October 5, 2001

CALLS FOR PRESIDENTIAL SUPPORT OF FARM BILL

U.S. Representative Sanford Bishop is calling on President Bush not to stand in the way of enacting a new Farm Bill this year following House passage of a version that he says contains many positive features for farmers, agri-businesses, rural development, the environment, and even welfare reform.

The House passed the new Farm Bill, entitled the “Farm Security Act,” by a vote of 291-120 Friday (October 5), sending it to the Senate. The measure, authorizing federal agricultural and rural development programs for the next 10 years, would succeed the omnibus Farm Bill enacted in 1996, which is scheduled to expire next year.
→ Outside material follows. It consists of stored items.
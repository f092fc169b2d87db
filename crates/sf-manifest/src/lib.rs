//! # sf-inventory-manifest
//!
//! The manifest aggregation engine: one full pass over an org's metadata
//! catalog into a sorted `package.xml`.
//!
//! A build describes every metadata type, lists the components of each
//! (expanding foldered types through their folders), drops managed-package
//! components when asked to, and writes the result.
//!
//! ## Example
//!
//! ```rust,ignore
//! use sf_inventory_manifest::{BuildConfig, BuildFlags, PackageBuilder};
//!
//! let flags = BuildFlags::from_env()?;
//! let config = BuildConfig::new(flags, connection.latest_api_version().await?);
//!
//! let manifest = PackageBuilder::new(&metadata_client).build(&config).await?;
//! println!("{} types written to {}", manifest.types.len(), config.output_path().display());
//! ```

mod buckets;
mod builder;
mod config;
mod document;
mod error;
mod filter;
mod standard_value_sets;
#[cfg(test)]
mod test_support;

pub use buckets::{is_plain_type_name, MemberBuckets};
pub use builder::{child_type_for, folder_type_for, PackageBuilder};
pub use config::{BuildConfig, BuildFlags, DEFAULT_OUTPUT_FILE, ENV_PREFIX};
pub use document::{ManifestDocument, PackageTypeMembers};
pub use error::{Error, ErrorKind, Result};
pub use filter::ManagedPackageFilter;
pub use standard_value_sets::{STANDARD_VALUE_SET, STANDARD_VALUE_SETS};
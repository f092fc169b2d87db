//! Object name to durable id resolution.

use std::collections::HashMap;
use std::sync::Arc;

use sf_inventory_metadata::MetadataGateway;
use tokio::sync::RwLock;
use tracing::{debug, instrument};

use crate::error::{Error, ErrorKind, Result};

const OBJECT_PERMISSIONS_QUERY: &str =
    "SELECT SobjectType FROM ObjectPermissions GROUP BY SobjectType";

/// Resolves object names to `EntityDefinition` durable ids.
///
/// Successful resolutions are kept for the life of the retriever. Misses are
/// not cached.
pub struct EntityDefinitionRetriever<G> {
    gateway: Arc<G>,
    durable_ids: RwLock<HashMap<String, String>>,
    permitted_objects: RwLock<Option<Vec<String>>>,
}

impl<G> std::fmt::Debug for EntityDefinitionRetriever<G> {
    fn fmt(&self, f: &mut std::fmt::Formatter<'_>) -> std::fmt::Result {
        f.debug_struct("EntityDefinitionRetriever").finish_non_exhaustive()
    }
}

impl<G: MetadataGateway> EntityDefinitionRetriever<G> {
    pub fn new(gateway: Arc<G>) -> Self {
        Self {
            gateway,
            durable_ids: RwLock::new(HashMap::new()),
            permitted_objects: RwLock::new(None),
        }
    }

    /// Durable id for an object, or `None` when the org does not know it.
    #[instrument(skip(self))]
    pub async fn durable_id(&self, object_name: &str) -> Result<Option<String>> {
        if let Some(id) = self.durable_ids.read().await.get(object_name) {
            return Ok(Some(id.clone()));
        }

        let resolved = self
            .gateway
            .resolve_durable_id(object_name)
            .await?
            .filter(|id| !id.is_empty());

        match resolved {
            Some(id) => {
                self.durable_ids
                    .write()
                    .await
                    .entry(object_name.to_string())
                    .or_insert_with(|| id.clone());
                Ok(Some(id))
            }
            None => {
                debug!("object has no durable id");
                Ok(None)
            }
        }
    }

    /// Like [`durable_id`](Self::durable_id), with a miss reported as
    /// [`ErrorKind::DurableIdNotFound`].
    pub async fn require_durable_id(&self, object_name: &str) -> Result<String> {
        self.durable_id(object_name)
            .await?
            .ok_or_else(|| Error::new(ErrorKind::DurableIdNotFound(object_name.to_string())))
    }

    /// Every object type permissions can be granted on, sorted.
    #[instrument(skip(self))]
    pub async fn objects_for_permission(&self) -> Result<Vec<String>> {
        if let Some(objects) = self.permitted_objects.read().await.as_ref() {
            return Ok(objects.clone());
        }

        let rows = self.gateway.query(OBJECT_PERMISSIONS_QUERY).await?;
        let mut objects: Vec<String> = rows
            .iter()
            .filter_map(|row| row.get("SobjectType").and_then(|v| v.as_str()))
            .filter(|name| !name.is_empty())
            .map(str::to_string)
            .collect();
        objects.sort();
        objects.dedup();

        debug!(count = objects.len(), "objects for permission");
        *self.permitted_objects.write().await = Some(objects.clone());
        Ok(objects)
    }
}
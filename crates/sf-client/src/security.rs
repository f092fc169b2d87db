//! Escaping helpers for values spliced into SOQL and SOAP bodies.
//!
//! Every user- or org-provided value that ends up inside a query string or
//! an XML envelope goes through one of these functions.
//!
//! ```rust
//! use sf_inventory_client::security::{soql, xml};
//!
//! let name = soql::escape_string("O'Brien__c");
//! let query = format!("SELECT DurableId FROM EntityDefinition WHERE QualifiedApiName = '{}'", name);
//! assert!(query.contains("O\\'Brien__c"));
//!
//! assert_eq!(xml::escape("Reports & Dashboards"), "Reports &amp; Dashboards");
//! ```

/// SOQL escaping utilities.
pub mod soql {
    /// Escape a string value for use inside a single-quoted SOQL literal.
    ///
    /// - Single quotes (`'`) are escaped to (`\'`)
    /// - Backslashes (`\`) are escaped to (`\\`)
    /// - Newlines, carriage returns and tabs are escaped to `\n`, `\r`, `\t`
    #[must_use]
    pub fn escape_string(value: &str) -> String {
        let mut escaped = String::with_capacity(value.len() + 16);
        for ch in value.chars() {
            match ch {
                '\'' => escaped.push_str("\\'"),
                '\\' => escaped.push_str("\\\\"),
                '\n' => escaped.push_str("\\n"),
                '\r' => escaped.push_str("\\r"),
                '\t' => escaped.push_str("\\t"),
                _ => escaped.push(ch),
            }
        }
        escaped
    }

    /// Validate that a name is a plain API name: a letter followed by
    /// ASCII alphanumerics or underscores.
    #[must_use]
    pub fn is_safe_sobject_name(name: &str) -> bool {
        let mut chars = name.chars();
        match chars.next() {
            Some(first) if first.is_ascii_alphabetic() => {
                chars.all(|ch| ch.is_ascii_alphanumeric() || ch == '_')
            }
            _ => false,
        }
    }
}

/// XML escaping utilities for SOAP/Metadata API.
pub mod xml {
    /// Escape a string for safe inclusion in XML content.
    ///
    /// This escapes the five predefined XML entities.
    #[must_use]
    pub fn escape(value: &str) -> String {
        let mut escaped = String::with_capacity(value.len() + 16);
        for ch in value.chars() {
            match ch {
                '&' => escaped.push_str("&amp;"),
                '<' => escaped.push_str("&lt;"),
                '>' => escaped.push_str("&gt;"),
                '"' => escaped.push_str("&quot;"),
                '\'' => escaped.push_str("&apos;"),
                _ => escaped.push(ch),
            }
        }
        escaped
    }

    /// Reverse [`escape`] for element text read back from a response.
    #[must_use]
    pub fn unescape(value: &str) -> String {
        if !value.contains('&') {
            return value.to_string();
        }
        value
            .replace("&lt;", "<")
            .replace("&gt;", ">")
            .replace("&quot;", "\"")
            .replace("&apos;", "'")
            .replace("&amp;", "&")
    }
}
//! Error types for sf-inventory-manifest.

use std::path::PathBuf;

pub type Result<T> = std::result::Result<T, Error>;

#[derive(Debug, thiserror::Error)]
#[error("{kind}")]
pub struct Error {
    pub kind: ErrorKind,
    #[source]
    pub source: Option<Box<dyn std::error::Error + Send + Sync>>,
}

impl Error {
    pub fn new(kind: ErrorKind) -> Self {
        Self { kind, source: None }
    }

    pub fn with_source(kind: ErrorKind, source: impl std::error::Error + Send + Sync + 'static) -> Self {
        Self { kind, source: Some(Box::new(source)) }
    }

    /// Whether this error ends a run. Per-type listing failures never do.
    pub fn is_fatal(&self) -> bool {
        !matches!(self.kind, ErrorKind::PerTypeListingFailed { .. })
    }
}

#[derive(Debug, thiserror::Error)]
pub enum ErrorKind {
    #[error("Metadata catalog unavailable: {0}")]
    CatalogUnavailable(String),

    #[error("Listing failed for {metadata_type}{}: {message}", in_folder(.folder))]
    PerTypeListingFailed {
        metadata_type: String,
        folder: Option<String>,
        message: String,
    },

    #[error("Could not write manifest to {}: {message}", .path.display())]
    FileWrite { path: PathBuf, message: String },

    #[error("Could not serialize manifest: {0}")]
    Serialize(String),

    #[error("Invalid configuration: {0}")]
    Config(String),
}

fn in_folder(folder: &Option<String>) -> String {
    folder.as_deref().map(|f| format!(" in folder {f}")).unwrap_or_default()
}

impl From<serde_json::Error> for Error {
    fn from(err: serde_json::Error) -> Self {
        Error { kind: ErrorKind::Config(err.to_string()), source: Some(Box::new(err)) }
    }
}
“The 1996 Farm Bill was a visionary bill that gave farmers greater flexibility, but which failed to provide the help they needed when prices slumped and costs increased,” the Second District Congressman said on the House floor. “The Farm Bill we consider today continues that same flexibility, but with a stronger farm safety-net that should eliminate the need for the billions of dollars Congress has appropriated in ad hoc emergency appropriations in the past.”

He said the bill contains a new peanut program which includes a market loan program of $350 a ton, a countercyclical safety net providing deficiency payments based on a target price of $480 a ton, and compensation for quota holders of 10 cents a pound over five years for the loss of the quota asset. He explained it is designed to get farmers through periods of depressed market conditions and enable them to compete against foreign producers as tariff rates decline.

He said the bill also provides maximum flexibility and countercyclical market loss payments for other major program crops and soybeans; revises commodity programs for dairy and sugar and establishes a new program for wool, mohair and honey; increases funding for soil, water, and wildlife conservation by 75 percent; provides $785 million more for rural development, including programs to improve drinking water resources, expand telecommunications, and promote value-added market development; doubles funding for the Market Access Program to help producers and exporters finance promotional initiatives abroad; adds $25 million a year through 2011 for agricultural research; and provides new transitional Food Stamp assistance to families moving from welfare to work.

Representative Bishop said the Administration has expressed opposition to the House-passed bill on the grounds that it might encourage overproduction, make it more difficult to negotiate anti-subsidy agricultural trade provisions with other countries, and cost too much money at a time of national crisis. He disagreed, saying the funding levels are affordable based on economic projections, it promises a more level playing field against foreign competitors, and it includes provisions to create more markets to accommodate full production.

The Congressman, a member of the House Agriculture Committee, said the President has voiced objections to the bill, but has not suggested revisions as a step toward working out a final agreement. He said the legislation is critically important to a sound agricultural economy, and he urged the Administration to make every possible effort to reach a bipartisan agreement in order to get a Farm Bill passed and signed into law this year.